Friday, January 08, 2021

Dress Up Time Princess

 Groan. I can't believe I actually a) downloaded a game called Dress Up Time Princess or b) that I'm actually liking it. 

Seriously. What part of this is me? Okay. Let me start at the beginning. I kept getting ads for it. I don't like dress up games generally at all. I was sick of the ad. Often, when you download a game, you stop getting ads for it. So, I thought I'd try that. Like many games today, the ads have very little to do with the actual game play.

So I downloaded it and tried it (incidentally, I did stop getting the ads, so that worked). And it wasn't what I thought it was going to be. I mean, it was and it wasn't. Yes, a great deal of it is dressing up an avatar, BUT it's actually a bit more otome-like than many other mobile games out there that purport to be. In an -ish sort of way.

You're visiting home and you go into your mother's old bedroom. There you find a mysterious lectern with a storybook (and a weird fairy-creature, kind of). You soon get transported into storybook worlds where you are living the life of the main character...but that first story is...historical. You're Marie Antoinette. I was, honestly, like, WTF.  Who would want to be Marie Antoinette?? The character, at least, is aware of this and works hard to try and change her fate, changing history in the process. There are distinct decision points and your choices do make a radical difference in the storyline. You have to raise your relationship with a number of characters (the King, Lafayette, Fersen, etc. etc.). However, you can also go back and "unlock" different story paths by picking different choices. In fact, this is encouraged: you can't unlock certain outfit patterns (which unlock different paths) without doing so. So, in that way it is both otome-like and non-otome-like as you do ultimately need to raise your relationship with all the characters and not just one (and not all of the characters are love interests either).

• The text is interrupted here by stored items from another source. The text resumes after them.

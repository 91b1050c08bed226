//! Grid construction errors.

use thiserror::Error;

/// Errors raised while building a [`Grid`](crate::Grid).
#[derive(Clone, Debug, PartialEq, Error)]
pub enum GridError {
    /// Fewer than 2 rows or no columns.
    #[error("grid must have at least 2 rows and 1 column, got {rows}x{cols}")]
    InvalidDimensions {
        /// Requested rows.
        rows: usize,
        /// Requested columns.
        cols: usize,
    },
    /// Cell width or length is not a positive finite number.
    #[error("cell {name} must be positive and finite, got {value}")]
    InvalidCellSize {
        /// Which dimension (`"width"` or `"length"`).
        name: &'static str,
        /// The rejected value.
        value: f64,
    },
    /// Initial occupancy does not have `rows * cols` entries.
    #[error("expected {expected} occupancy values, got {actual}")]
    ShapeMismatch {
        /// `rows * cols`.
        expected: usize,
        /// Supplied length.
        actual: usize,
    },
    /// An initial occupancy value is outside `[0, 1]` or not finite.
    #[error("occupancy at row {row}, col {col} must be in [0, 1], got {value}")]
    OccupancyOutOfRange {
        /// Row of the offending cell.
        row: usize,
        /// Column of the offending cell.
        col: usize,
        /// The rejected value.
        value: f64,
    },
}
//! Repair limits and the per-run report.

/// Limits for one repair run.
#[derive(Clone, Copy, Debug, PartialEq, Eq)]
pub struct RepairParams {
    /// Maximum number of full repair passes before giving up on a fixed
    /// point. Must be at least 1.
    pub max_passes: usize,
    /// How often a single cell may be fixed within one cascade before it
    /// is clamped in place.
    pub max_cell_visits: u32,
}

impl Default for RepairParams {
    fn default() -> Self {
        Self {
            max_passes: 8,
            max_cell_visits: 16,
        }
    }
}

/// Counters and residuals from one repair run.
///
/// Areas are plan-view: occupancy times cell area, in square metres.
/// Together they close the occupancy balance:
///
/// ```text
/// area_after = area_before + applied + off_grid_exchange + clamped_residual
/// ```
#[derive(Clone, Copy, Debug, Default, PartialEq)]
pub struct RepairReport {
    /// Cells brought down to full occupancy.
    pub overflows: usize,
    /// Cells brought up to zero occupancy.
    pub underflows: usize,
    /// Corner cells whose sediment was moved to neighbours.
    pub smoothed_corners: usize,
    /// Inset-corner nodes unlinked from their chains.
    pub insets_removed: usize,
    /// Successful local re-splices.
    pub splices: usize,
    /// Local re-splices that failed and left the topology dirty.
    pub failed_splices: usize,
    /// Repair passes run.
    pub passes: usize,
    /// Whether the last pass changed nothing.
    pub converged: bool,
    /// Area added by applying the nodes' net volume changes.
    pub applied: f64,
    /// Area drawn from (positive) or pushed to (negative) virtual
    /// off-grid cells.
    pub off_grid_exchange: f64,
    /// Area created (positive) or destroyed (negative) by clamping cells
    /// that had no donor or receiver left.
    pub clamped_residual: f64,
    /// The shoreline no longer matches the grid; a full re-trace is due.
    pub topology_dirty: bool,
}

impl RepairReport {
    /// Whether any cell, chain or node changed.
    pub fn changed_anything(&self) -> bool {
        self.overflows
            + self.underflows
            + self.smoothed_corners
            + self.insets_removed
            + self.splices
            + self.failed_splices
            > 0
    }
}
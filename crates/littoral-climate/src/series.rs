//! Recorded wave series.

use std::f64::consts::{FRAC_PI_2, PI, TAU};

use littoral_core::{Timestep, WaveClimate, WaveConditions};
use tracing::debug;

use crate::error::ClimateError;

/// Height given to waves approaching from behind the coast. Small enough
/// to move no sediment, large enough to keep the shoaling maths finite.
pub const BEHIND_COAST_HEIGHT: f64 = 1e-10;

/// Recorded per-step wave conditions, cycled when exhausted.
///
/// Angles at or above `π` are shifted by `−2π` into the coast's frame.
/// Waves that still point away from the coast (`|angle| > π/2`) are
/// replaced by a negligible shore-normal wave.
#[derive(Clone, Debug, PartialEq)]
pub struct WaveSeries {
    angles: Vec<f64>,
    periods: Vec<f64>,
    heights: Vec<f64>,
}

impl WaveSeries {
    /// Build a series from parallel arrays of angles (radians), periods
    /// (s) and heights (m).
    ///
    /// # Errors
    ///
    /// [`ClimateError::EmptySeries`], [`ClimateError::LengthMismatch`] or
    /// [`ClimateError::NotFinite`].
    pub fn new(angles: Vec<f64>, periods: Vec<f64>, heights: Vec<f64>) -> Result<Self, ClimateError> {
        if angles.len() != periods.len() || angles.len() != heights.len() {
            return Err(ClimateError::LengthMismatch {
                angles: angles.len(),
                periods: periods.len(),
                heights: heights.len(),
            });
        }
        if angles.is_empty() {
            return Err(ClimateError::EmptySeries);
        }
        for (name, values) in [("angle", &angles), ("period", &periods), ("height", &heights)] {
            if let Some((index, &value)) = values.iter().enumerate().find(|(_, v)| !v.is_finite()) {
                return Err(ClimateError::NotFinite { name, index, value });
            }
        }
        Ok(Self {
            angles,
            periods,
            heights,
        })
    }

    /// Number of recorded entries.
    pub fn len(&self) -> usize {
        self.angles.len()
    }

    /// Always false; construction rejects empty series.
    pub fn is_empty(&self) -> bool {
        self.angles.is_empty()
    }

    /// Conditions recorded at `index`, wrapped into range and into the
    /// coast's frame.
    pub fn entry(&self, index: usize) -> WaveConditions {
        let i = index % self.len();
        let mut angle = self.angles[i];
        if angle >= PI {
            angle -= TAU;
        }
        if angle.abs() > FRAC_PI_2 {
            debug!(index = i, angle, "wave approaches from behind the coast");
            return WaveConditions::new(0.0, self.periods[i], BEHIND_COAST_HEIGHT);
        }
        WaveConditions::new(angle, self.periods[i], self.heights[i])
    }
}

impl WaveClimate for WaveSeries {
    fn conditions(&mut self, step: Timestep) -> WaveConditions {
        // Truncation on 32-bit targets only shifts where the cycle restarts.
        self.entry(step.0 as usize)
    }
}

I do feel it's an odd story for an otome-ish app to pick; the MC is married to the King, after all. But, I'm finding the history lessons embedded within it to be interesting (and to match with what I know of France during that time period). So I found that intriguing. I've also unlocked a few other stories -- Swan Lake (based on the classic fairy tale), some side stories related to Queen Marie, and Romy and Julius (? obviously a take on Romeo and Juliet, though I dunno why they changed the names). So the stories run the gamut: history, classics, fairy tales. I haven't progressed very far in the others though.

There's a fair bit of grinding to get the materials that you need to make the outfits that you need to unlock things with, but not a terrible amount. You also collect pet cats that you send off on adventures. Overall, it's a cutesy game, but the stories at the heart are fairly engaging and interesting and, unlike where I am with Mr. Love, straightforward enough to be enjoyable without miring you down in confusion. I'm not even minding the dress up stuff too much, though I have to say it is not my fav game mechanic. 

This one definitely surprised me. I wasn't expecting to do anything more than check it out and delete it.

Edit: Thought I'd do a quick update as I've been playing this one for over 50 days now. I've actually unlocked pretty much all of the available storybooks and sort of completed the Queen Marie one. Well, completed as in I've finished all of the episodes but haven't unlocked all of the endings. I'm not actually super invested in going back to finish it all the random bits (many of which are bound to be "bad ends"), but maybe. Out of all the endings I did get, I'd have to say my favourite was one where she and the King wind up having to leave the royal life behind and wind up settling in a small village somewhere and she bakes & he fidgets with inventions. It was sweet. 

As for the others...the Romy and Julius is interesting in that the framework is the normal story but gender reversed a bit BUT with the addition of some supernatural elements, which is odd. Though I can't say I'm finding it the most intriguing out of all the stories.

That would actually be The Magic Lamp, which I unlocked last. It's a bit of a mish-mash -- there's a character named Sinbad (and the forty thieves, but here he's a fat jolly merchant) and another (the queen) named Scheherazade (1001 tales), a genie from the lamp, Chapur (think Jafar from Aladdin), and Kahir (the prince). It's like they took every middle eastern-y character and mashed it into one story. But it's actually working. You play Gina, who had been kidnapped from a slum in order to be sold into slavery, but she escapes. So it's got a plucky MC, a nice prince, a prickly genie...and the most fun outfits. Definitely Kahir is the attractive LI.

Next most interesting would be the Gotham Memoirs, set during the Prohibition era. You're a plucky reporter there with big dreams. One of the LIs is a Mafia dude, so that's a bit odd given how she seems like a very straight and narrow kind of girl. But it also has two female side characters that are interesting -- an aviator and a prosecutor. So I do like that. Also, NYC in the 1920s is a good setting.

The Sparta one seems okay too, but I haven't really gone far enough into it that I really know. It's kinda like a Helen of Troy thing but with the gods interfering and a minotaur running rampant. So another mash up. Oh, and Cassandra, an oracle. The MC there is only 16 too, which may be why I'm not sure how much I like it yet. I'm old, man.